### Provided data
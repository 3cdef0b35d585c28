//! In-memory remote store.
//!
//! `FakeStore` implements `RemoteStorePort` over a fixed set of objects so the
//! engine can be exercised without a network. Listing honours the name,
//! parent and kind clauses of an `ObjectQuery`; content is served in ranges
//! like the real store. Failures, rejections and cancellation can be
//! injected per object.

use std::collections::{HashMap, HashSet, VecDeque};
use std::sync::Mutex;

use async_trait::async_trait;
use bytes::Bytes;
use tokio_util::sync::CancellationToken;

use driveloader_core::domain::{KindFilter, NameMatch, ObjectKind, ObjectQuery, RemoteObject};
use driveloader_core::ports::{MediaChunk, RemotePortError, RemotePortResult, RemoteStorePort};

const GOOGLE_DOC: &str = "application/vnd.google-apps.document";

#[derive(Default)]
struct State {
    objects: Vec<RemoteObject>,
    contents: HashMap<String, Bytes>,
    exports: HashMap<String, Bytes>,
    chunk_failures: HashMap<String, (usize, VecDeque<RemotePortError>)>,
    failing_exports: HashSet<String>,
    hanging: HashMap<String, usize>,
    cancel_after: HashMap<String, (usize, CancellationToken)>,
    served_chunks: HashMap<String, usize>,
    list_calls: usize,
    chunk_calls: usize,
    export_calls: usize,
}

/// In-memory `RemoteStorePort`.
#[derive(Default)]
pub struct FakeStore {
    state: Mutex<State>,
}

impl FakeStore {
    pub fn new() -> Self {
        Self::default()
    }

    fn push(self, object: RemoteObject) -> Self {
        self.lock().objects.push(object);
        self
    }

    fn lock(&self) -> std::sync::MutexGuard<'_, State> {
        // A panicking test thread poisons the lock; the data is still usable.
        self.state
            .lock()
            .unwrap_or_else(std::sync::PoisonError::into_inner)
    }

    /// Add a binary file with `content`.
    #[must_use]
    pub fn with_file(
        self,
        id: &str,
        name: &str,
        parent: Option<&str>,
        content: impl Into<Bytes>,
    ) -> Self {
        let content = content.into();
        let mut object =
            RemoteObject::new(id, name, ObjectKind::File).with_size(content.len() as u64);
        if let Some(parent) = parent {
            object = object.with_parent(parent);
        }
        self.lock().contents.insert(id.to_string(), content);
        self.push(object)
    }

    /// Add a folder.
    #[must_use]
    pub fn with_folder(self, id: &str, name: &str, parent: Option<&str>) -> Self {
        let mut object = RemoteObject::new(id, name, ObjectKind::Folder)
            .with_mime_type(driveloader_core::domain::FOLDER_MIME_TYPE);
        if let Some(parent) = parent {
            object = object.with_parent(parent);
        }
        self.push(object)
    }

    /// Add a document that refuses raw download and exports to `exported`.
    #[must_use]
    pub fn with_document(
        self,
        id: &str,
        name: &str,
        parent: Option<&str>,
        exported: impl Into<Bytes>,
    ) -> Self {
        let mut object = RemoteObject::new(id, name, ObjectKind::Document).with_mime_type(GOOGLE_DOC);
        if let Some(parent) = parent {
            object = object.with_parent(parent);
        }
        self.lock().exports.insert(id.to_string(), exported.into());
        self.push(object)
    }

    /// Make the next `fetch_chunk` calls for `id` fail with `errors`, in order.
    #[must_use]
    pub fn fail_chunks(self, id: &str, errors: Vec<RemotePortError>) -> Self {
        self.fail_chunks_after(id, 0, errors)
    }

    /// Serve `served` chunks of `id`, then fail the following calls with
    /// `errors`, in order.
    #[must_use]
    pub fn fail_chunks_after(self, id: &str, served: usize, errors: Vec<RemotePortError>) -> Self {
        self.lock()
            .chunk_failures
            .insert(id.to_string(), (served, errors.into()));
        self
    }

    /// Make exports of `id` fail.
    #[must_use]
    pub fn fail_export(self, id: &str) -> Self {
        self.lock().failing_exports.insert(id.to_string());
        self
    }

    /// Make `fetch_chunk` for `id` never return.
    #[must_use]
    pub fn hang_chunks(self, id: &str) -> Self {
        self.hang_chunks_after(id, 0)
    }

    /// Serve `served` chunks of `id`, then never return.
    #[must_use]
    pub fn hang_chunks_after(self, id: &str, served: usize) -> Self {
        self.lock().hanging.insert(id.to_string(), served);
        self
    }

    /// Cancel `token` once `chunks` chunks of `id` have been served.
    #[must_use]
    pub fn cancel_after_chunks(self, id: &str, chunks: usize, token: CancellationToken) -> Self {
        self.lock()
            .cancel_after
            .insert(id.to_string(), (chunks, token));
        self
    }

    pub fn list_calls(&self) -> usize {
        self.lock().list_calls
    }

    pub fn chunk_calls(&self) -> usize {
        self.lock().chunk_calls
    }

    pub fn export_calls(&self) -> usize {
        self.lock().export_calls
    }

    fn matches(query: &ObjectQuery, object: &RemoteObject) -> bool {
        let name_ok = match query.name() {
            Some((NameMatch::Exact, name)) => object.name == name,
            Some((NameMatch::Contains, name)) => object.name.contains(name),
            None => true,
        };
        let parent_ok = query
            .parent_id()
            .is_none_or(|parent| object.parent_id.as_deref() == Some(parent));
        let kind_ok = match query.kind() {
            Some(KindFilter::Folder) => object.is_folder(),
            Some(KindFilter::NotFolder) => !object.is_folder(),
            None => true,
        };
        name_ok && parent_ok && kind_ok
    }

    fn find(&self, id: &str) -> RemotePortResult<RemoteObject> {
        self.lock()
            .objects
            .iter()
            .find(|o| o.id == id)
            .cloned()
            .ok_or_else(|| RemotePortError::NotFound { id: id.to_string() })
    }
}

#[async_trait]
impl RemoteStorePort for FakeStore {
    async fn list(&self, query: &ObjectQuery) -> RemotePortResult<Vec<RemoteObject>> {
        let mut state = self.lock();
        state.list_calls += 1;
        Ok(state
            .objects
            .iter()
            .filter(|o| Self::matches(query, o))
            .cloned()
            .collect())
    }

    async fn object_size(&self, id: &str) -> RemotePortResult<Option<u64>> {
        Ok(self.find(id)?.size)
    }

    async fn fetch_chunk(&self, id: &str, offset: u64, len: u64) -> RemotePortResult<MediaChunk> {
        let object = self.find(id)?;
        let hang = {
            let mut state = self.lock();
            state.chunk_calls += 1;
            let served = state.served_chunks.get(id).copied().unwrap_or(0);
            if let Some((after, errors)) = state.chunk_failures.get_mut(id) {
                if served >= *after {
                    if let Some(err) = errors.pop_front() {
                        return Err(err);
                    }
                }
            }
            state.hanging.get(id).is_some_and(|&after| served >= after)
        };
        if hang {
            std::future::pending::<()>().await;
        }
        if object.kind != ObjectKind::File {
            return Err(RemotePortError::NotDownloadable { id: id.to_string() });
        }

        let mut state = self.lock();
        let content = state.contents.get(id).cloned().unwrap_or_default();
        let total = content.len();
        let start = usize::try_from(offset).unwrap_or(usize::MAX).min(total);
        let end = start
            .saturating_add(usize::try_from(len).unwrap_or(usize::MAX))
            .min(total);
        let chunk = MediaChunk::new(content.slice(start..end), Some(total as u64));

        let served = state.served_chunks.entry(id.to_string()).or_insert(0);
        *served += 1;
        let served = *served;
        if let Some((after, token)) = state.cancel_after.get(id) {
            if served >= *after {
                token.cancel();
            }
        }
        Ok(chunk)
    }

    async fn export(&self, id: &str, _mime_type: &str) -> RemotePortResult<Bytes> {
        let object = self.find(id)?;
        let mut state = self.lock();
        state.export_calls += 1;
        if state.failing_exports.contains(id) {
            return Err(RemotePortError::Network {
                message: format!("export of {} failed", object.name),
            });
        }
        state
            .exports
            .get(id)
            .cloned()
            .ok_or_else(|| RemotePortError::NotDownloadable { id: id.to_string() })
    }
}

### What you are asked to do
Restate the listing exactly, starting at its first line and ending at the line where "pub struct FakeStore" occurs; include both and no other lines.

### The answer
repository 3cdef0b35d585c28
//! In-memory remote store.
//!
//! `FakeStore` implements `RemoteStorePort` over a fixed set of objects so the
//! engine can be exercised without a network. Listing honours the name,
//! parent and kind clauses of an `ObjectQuery`; content is served in ranges
//! like the real store. Failures, rejections and cancellation can be
//! injected per object.

use std::collections::{HashMap, HashSet, VecDeque};
use std::sync::Mutex;

use async_trait::async_trait;
use bytes::Bytes;
use tokio_util::sync::CancellationToken;

use driveloader_core::domain::{KindFilter, NameMatch, ObjectKind, ObjectQuery, RemoteObject};
use driveloader_core::ports::{MediaChunk, RemotePortError, RemotePortResult, RemoteStorePort};

const GOOGLE_DOC: &str = "application/vnd.google-apps.document";

#[derive(Default)]
struct State {
    objects: Vec<RemoteObject>,
    contents: HashMap<String, Bytes>,
    exports: HashMap<String, Bytes>,
    chunk_failures: HashMap<String, (usize, VecDeque<RemotePortError>)>,
    failing_exports: HashSet<String>,
    hanging: HashMap<String, usize>,
    cancel_after: HashMap<String, (usize, CancellationToken)>,
    served_chunks: HashMap<String, usize>,
    list_calls: usize,
    chunk_calls: usize,
    export_calls: usize,
}

/// In-memory `RemoteStorePort`.
#[derive(Default)]
pub struct FakeStore {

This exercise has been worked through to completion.